Bruna – Este trabalho vem acontecendo ao longo dos anos, não foi para o disco. Então foi muito sincero e espontâneo! Os parceiros do disco são meus amigos, pessoas que adoro, que também são artistas que admiro. O Zeca (Baleiro) produziu uma faixa e quando terminou disse que queria compor uma junto comigo, antes de eu saber que seria um disco autoral. Chico era parceiro de longa data e um dia, saindo do estúdio, surgiu uma letra na minha cabeça que só parecia ter a cara dele. Fizemos a canção no mesmo dia. Achei bonito como meus parceiros me carregaram. E minha sanfona também. Ter começado a tocar definitivamente um instrumento me colocou uma asa nova pra voar…OP – E sobre a sua participação na minissérie Dois Irmãos, na Globo? É o seu primeiro papel como atriz?
Bruna – É meu primeiro papel. Fiz dois anos de oficina de teatro com a Cris Ferri, minha grande mestra e diretora dos meus shows. Sempre me aproximei do teatro, pois sempre achei que minha maneira de cantar tinha muito mais a ver com a mensagem e interpretação que com a música. Mas, como me apaixonei pela arte, sabia no meu coração que um dia trabalharia como atriz. Foi o maior presente da minha vida.
OP – Você também lançou um livro de poesias. O que motiva a se comunicar por tantas plataformas?
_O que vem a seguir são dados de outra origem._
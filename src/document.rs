// yaff-kit/src/document.rs
//
// Copyright © 2018 The Pathfinder Project Developers.
//
// Licensed under the Apache License, Version 2.0 <LICENSE-APACHE or
// http://www.apache.org/licenses/LICENSE-2.0> or the MIT license
// <LICENSE-MIT or http://opensource.org/licenses/MIT>, at your
// option. This file may not be copied, modified, or distributed
// except according to those terms.

//! Normalization of an untyped parse tree into a typed font document.
//!
//! Hand-edited font sources tend to accumulate small inconsistencies, so most problems are
//! repaired by dropping the offending piece: a malformed label, a glyph left without labels,
//! an unknown property. Only problems that make the font unusable are fatal, such as a
//! raster whose rows have different lengths.

use lazy_static::lazy_static;
use log::{debug, warn};

use crate::error::FontLoadingError;
use crate::label::Label;
use crate::parse_tree::{ParseTree, RawEntry, RawGlyph, RawInk, RawProperty};
use crate::properties::FontProperties;
use crate::utils;

/// The token that stands for "this glyph has no ink".
pub const BLANK_INK: &str = "-";

const INK_ON: [u8; 4] = [0xff; 4];
const INK_OFF: [u8; 4] = [0; 4];

lazy_static! {
    static ref INK_TO_RGBA32_LUT: [Option<[u8; 4]>; 256] = {
        let mut lut = [None; 256];
        lut[b'@' as usize] = Some(INK_ON);
        lut[b'.' as usize] = Some(INK_OFF);
        lut
    };
}

/// A validated font source: global properties plus glyph sources in document order.
#[derive(Clone, Debug, Default, PartialEq)]
pub struct FontDocument {
    /// The font-wide properties.
    pub properties: FontProperties,
    /// The glyphs that survived validation, in document order.
    pub glyphs: Vec<GlyphSource>,
}

impl FontDocument {
    /// Validates and restructures a parse tree.
    ///
    /// Null and malformed entries, invalid labels, glyphs without valid labels and unknown
    /// properties are dropped. Irregular rasters and property values of the wrong type are
    /// fatal.
    pub fn from_parse_tree(tree: &ParseTree) -> Result<FontDocument, FontLoadingError> {
        let mut raw_properties = vec![];
        let mut glyphs = vec![];
        let mut dropped_entries = 0;

        for (index, entry) in tree.entries.iter().enumerate() {
            match *entry {
                Some(RawEntry::Property(ref property)) => raw_properties.push(property),
                Some(RawEntry::Glyph(ref glyph)) => match GlyphSource::from_raw(glyph, index)? {
                    Some(glyph) => glyphs.push(glyph),
                    None => dropped_entries += 1,
                },
                None => dropped_entries += 1,
            }
        }

        let properties = FontProperties::from_raw(raw_properties)?;
        debug!(
            "normalized font source: {} glyphs, {} entries dropped",
            glyphs.len(),
            dropped_entries
        );
        Ok(FontDocument { properties, glyphs })
    }
}

/// One glyph, validated but not yet compiled.
#[derive(Clone, Debug, PartialEq)]
pub struct GlyphSource {
    /// The valid labels in source order. Never empty.
    pub labels: Vec<Label>,
    /// The decoded ink.
    pub ink: Ink,
    /// The per-glyph properties.
    pub props: GlyphProperties,
}

impl GlyphSource {
    /// Validates one glyph entry.
    ///
    /// Returns `Ok(None)` if the glyph should be dropped and an error if its raster is not
    /// rectangular. `index` is the position of the entry in the parse tree and is only used to
    /// describe problems.
    pub fn from_raw(raw: &RawGlyph, index: usize) -> Result<Option<GlyphSource>, FontLoadingError> {
        let ink = match Ink::from_raw(&raw.ink, index)? {
            Some(ink) => ink,
            None => return Ok(None),
        };

        let labels: Vec<Label> = raw
            .labels
            .iter()
            .filter_map(|label| label.as_ref().and_then(Label::from_raw))
            .collect();
        if labels.is_empty() {
            warn!("dropping glyph {}: it has no valid labels", index);
            return Ok(None);
        }

        let props = match GlyphProperties::from_raw(raw.props.iter().filter_map(Option::as_ref)) {
            Some(props) => props,
            None => {
                warn!("dropping glyph {}: a glyph property isn't a number", index);
                return Ok(None);
            }
        };

        Ok(Some(GlyphSource { labels, ink, props }))
    }
}

/// The visual payload of a glyph.
#[derive(Clone, Debug, PartialEq)]
pub enum Ink {
    /// A decoded raster.
    Raster(RasterInk),
    /// The glyph has no ink at all.
    Blank,
}

impl Ink {
    fn from_raw(raw: &RawInk, index: usize) -> Result<Option<Ink>, FontLoadingError> {
        match *raw {
            RawInk::Sentinel(ref token) if token == BLANK_INK => Ok(Some(Ink::Blank)),
            RawInk::Sentinel(ref token) => {
                warn!("dropping glyph {}: unexpected ink `{}`", index, token);
                Ok(None)
            }
            RawInk::Rows(ref rows) => Ok(RasterInk::from_rows(rows, index)?.map(Ink::Raster)),
        }
    }
}

/// A rectangular RGBA raster decoded from ink rows.
///
/// Ink pixels are opaque white; paper pixels are fully transparent. The pixel buffer always
/// holds exactly `width * height` tightly packed R8G8B8A8 pixels.
#[derive(Clone, Debug, PartialEq)]
pub struct RasterInk {
    width: u32,
    height: u32,
    pixels: Vec<u8>,
}

impl RasterInk {
    /// Creates a raster with no ink.
    pub fn transparent(width: u32, height: u32) -> RasterInk {
        RasterInk {
            width,
            height,
            pixels: vec![0; width as usize * height as usize * 4],
        }
    }

    /// Returns the width in pixels.
    #[inline]
    pub fn width(&self) -> u32 {
        self.width
    }

    /// Returns the height in pixels.
    #[inline]
    pub fn height(&self) -> u32 {
        self.height
    }

    /// Returns the pixels, row by row.
    #[inline]
    pub fn pixels(&self) -> &[u8] {
        &self.pixels
    }

    #[inline]
    pub(crate) fn into_pixels(self) -> Vec<u8> {
        self.pixels
    }

    /// Decodes rows of `@` (ink) and `.` (paper).
    ///
    /// All rows must have the same length; otherwise the raster cannot be sized and an error
    /// is returned. Returns `Ok(None)` for an empty raster or one containing other characters.
    pub fn from_rows<S>(rows: &[S], index: usize) -> Result<Option<RasterInk>, FontLoadingError>
    where
        S: AsRef<str>,
    {
        let width = match rows.first() {
            Some(row) => row.as_ref().chars().count(),
            None => {
                warn!("dropping glyph {}: its raster is empty", index);
                return Ok(None);
            }
        };
        for (row_index, row) in rows.iter().enumerate() {
            let row_width = row.as_ref().chars().count();
            if row_width != width {
                return Err(FontLoadingError::validation(
                    format!("glyph {} ink row {}", index, row_index + 1),
                    format!(
                        "ink isn't rectangular: row has {} pixels, expected {}",
                        row_width, width
                    ),
                ));
            }
        }

        let mut pixels = Vec::with_capacity(width * rows.len() * 4);
        for row in rows {
            for byte in row.as_ref().bytes() {
                match INK_TO_RGBA32_LUT[byte as usize] {
                    Some(pixel) => pixels.extend_from_slice(&pixel),
                    None => {
                        warn!("dropping glyph {}: ink contains `{}`", index, row.as_ref());
                        return Ok(None);
                    }
                }
            }
        }

        Ok(Some(RasterInk {
            width: width as u32,
            height: rows.len() as u32,
            pixels,
        }))
    }
}

/// Metrics that a glyph may set for itself.
#[derive(Clone, Copy, Debug, Default, PartialEq)]
pub struct GlyphProperties {
    /// Space before the raster, in pixels.
    pub left_bearing: Option<i32>,
    /// Space after the raster, in pixels.
    pub right_bearing: Option<i32>,
    /// Vertical offset of the raster, overriding the font's global shift-up.
    pub shift_up: Option<i32>,
}

impl GlyphProperties {
    /// Folds per-glyph property entries. Unknown keys are ignored; returns `None` if a known
    /// key has a value that isn't a number. Fractional values are rounded to whole pixels.
    pub fn from_raw<'a, I>(entries: I) -> Option<GlyphProperties>
    where
        I: IntoIterator<Item = &'a RawProperty>,
    {
        let mut props = GlyphProperties::default();
        for entry in entries {
            let slot = match utils::normalize_key(&entry.key).as_deref() {
                Some("left-bearing") => &mut props.left_bearing,
                Some("right-bearing") => &mut props.right_bearing,
                Some("shift-up") => &mut props.shift_up,
                _ => {
                    debug!("ignoring glyph property `{}`", entry.key);
                    continue;
                }
            };
            *slot = Some(utils::pixel_value(&entry.val)?);
        }
        Some(props)
    }
}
Bruna – Demorei para entender que o que eu faço não é exatamente cantar… É justamente misturar as artes. Faz tanto sentido para mim escrever quanto cantar, tocar quanto atuar. Não quero nunca mais dividir o que para mim foi uma coisa só. Tanto é que fizemos uma turnê de shows do livro, misturando música, teatro e poesia.Isso para mim é o que faz mais sentido.OP – A única música não autoral deste novo disco é Além da Última Estrela, composta por Dominguinhos e Fausto Nilo e gravada por Bethânia há 24 anos (no disco Olho d’Água). Porque essa escolha?
Bruna – Dominguinhos foi o espelho mais bonito que encontrei para minha alma. Sanfoneiro, nordestino, brasileiro, com uma obra extremamente sensível, dramática, melodiosa… Foi aquela canção que não pude descartar quando decidi que o disco seria autoral. Meu coração me obrigou a gravar.
OP – A canção Eu Vou Pra Rua é uma crítica direta ao machismo. Como você encara o papel da música para o empoderamento?
Bruna – A arte tem um papel fundamental na luta por direitos. E o machismo é tão sorrateiramente cruel, está tão encruado no nosso dia-a-dia, que é pouco falar dele aos gritos, protestando. É preciso denunciá-lo de mais maneiras, de todas as maneiras possíveis. A música é uma maneira sedutora, bem-humorada. E como é lindo ver nos shows homens cantando esse grito de guerra pró-mulheres! O que eu puder fazer para promover esse respeito, farei.